I Hate the Internet


I hate the internet. Never before, in the history of man, has the means of such incredibly rapid dissemination of blatantly false information been so easily accomplished. Given that most people lack training in critical thinking, the internet has given rise to more bullshit masquerading as ‘fact’ than in any time since Gutenberg invented moveable type.

I hate the internet. By education, I am a scientist. I am trained as a zoologist, which also entails a solid dose of chemistry, physics, and physiology. Science uses “the scientific method.” The scientific method states that theories are testable, repeatable, and capable of being changed when new information becomes available. A claim of any sort requires demonstrable evidence. In short, extra-ordinary claims require extra-ordinary proof. But not on the internet.

Below are several of my latest favorites.

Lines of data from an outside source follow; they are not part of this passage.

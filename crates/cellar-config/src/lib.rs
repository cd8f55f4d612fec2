//! Shared configuration for the cellar key-value daemon.
//!
//! Configuration is layered by [`ortho_config`]: compiled defaults are
//! overridden by a configuration file (`--config-path` or
//! `CELLAR_CONFIG_PATH`), then by `CELLAR_*` environment variables, and finally
//! by command-line flags such as `--daemon-socket tcp://127.0.0.1:5000`.

mod defaults;
mod logging;
mod runtime;
mod socket;

use camino::{Utf8Path, Utf8PathBuf};
use ortho_config::OrthoConfig;
use serde::{Deserialize, Serialize};

pub use defaults::{
    DEFAULT_DATABASE, DEFAULT_LOG_FILTER, DEFAULT_QUEUE_CAPACITY, DEFAULT_TCP_HOST,
    DEFAULT_TCP_PORT, DEFAULT_WORKER_COUNT, default_database_store, default_log_filter,
    default_log_format, default_socket_endpoint, default_storage_root,
};
pub use logging::{LogFormat, LogFormatParseError};
pub use runtime::{RuntimePaths, RuntimePathsError};
pub use socket::{SocketEndpoint, SocketParseError, SocketPreparationError};

/// Resolved daemon configuration.
#[derive(Debug, Clone, Deserialize, Serialize, PartialEq, Eq, OrthoConfig)]
#[ortho_config(prefix = "CELLAR")]
pub struct Config {
    /// External endpoint clients connect to.
    #[ortho_config(default = default_socket_endpoint())]
    pub daemon_socket: SocketEndpoint,
    /// `tracing` filter expression, for example `info` or `cellard=debug`.
    #[ortho_config(default = defaults::default_log_filter_string())]
    pub log_filter: String,
    /// Output format for structured logs.
    #[ortho_config(default = default_log_format())]
    pub log_format: LogFormat,
    /// Number of worker threads serving requests.
    #[ortho_config(default = DEFAULT_WORKER_COUNT)]
    pub worker_count: usize,
    /// Capacity of the internal request bus before clients are held back.
    #[ortho_config(default = DEFAULT_QUEUE_CAPACITY)]
    pub queue_capacity: usize,
    /// Directory under which every database gets its own subdirectory.
    #[ortho_config(default = default_storage_root())]
    pub storage_root: Utf8PathBuf,
    /// JSON file recording the names of known databases.
    #[ortho_config(default = default_database_store())]
    pub database_store: Utf8PathBuf,
    /// Database used when a request does not name one.
    #[ortho_config(default = defaults::default_database_string())]
    pub default_database: String,
}

impl Default for Config {
    fn default() -> Self {
        Self {
            daemon_socket: default_socket_endpoint(),
            log_filter: defaults::default_log_filter_string(),
            log_format: default_log_format(),
            worker_count: DEFAULT_WORKER_COUNT,
            queue_capacity: DEFAULT_QUEUE_CAPACITY,
            storage_root: default_storage_root(),
            database_store: default_database_store(),
            default_database: defaults::default_database_string(),
        }
    }
}

impl Config {
    /// Socket endpoint the daemon binds for clients.
    #[must_use]
    pub fn daemon_socket(&self) -> &SocketEndpoint {
        &self.daemon_socket
    }

    /// Log filter expression passed to the subscriber.
    #[must_use]
    pub fn log_filter(&self) -> &str {
        self.log_filter.as_str()
    }

    /// Log output format.
    #[must_use]
    pub fn log_format(&self) -> LogFormat {
        self.log_format
    }

    /// Worker pool size, never less than one.
    #[must_use]
    pub fn worker_count(&self) -> usize {
        self.worker_count.max(1)
    }

    /// Request bus capacity, never less than one.
    #[must_use]
    pub fn queue_capacity(&self) -> usize {
        self.queue_capacity.max(1)
    }

    /// Root directory for database storage.
    #[must_use]
    pub fn storage_root(&self) -> &Utf8Path {
        self.storage_root.as_path()
    }

    /// Path of the database catalog file.
    #[must_use]
    pub fn database_store(&self) -> &Utf8Path {
        self.database_store.as_path()
    }

    /// Name of the database targeted by requests that omit one.
    #[must_use]
    pub fn default_database(&self) -> &str {
        self.default_database.as_str()
    }
}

  • Obama has introduced a Muslim Outreach program for schoolchildren.
  • The White House is calling Christmas trees “holiday trees.”
  • Members of Congress and their families are not required to pay back their student loans.
  • The hydrogen-oxygen bonds in our water now have the wrong bond angle which causes cancer.
  • Red Bull contains a banned, government-manufactured stimulant which causes brain tumors.
  • Criminals are handing out key rings with hidden tracking devices embedded within them to find houses to rob.
  • Weirdos are injecting women with instant acting knock-out drugs in mall parking lots and kidnapping them by tossing them into car trunks.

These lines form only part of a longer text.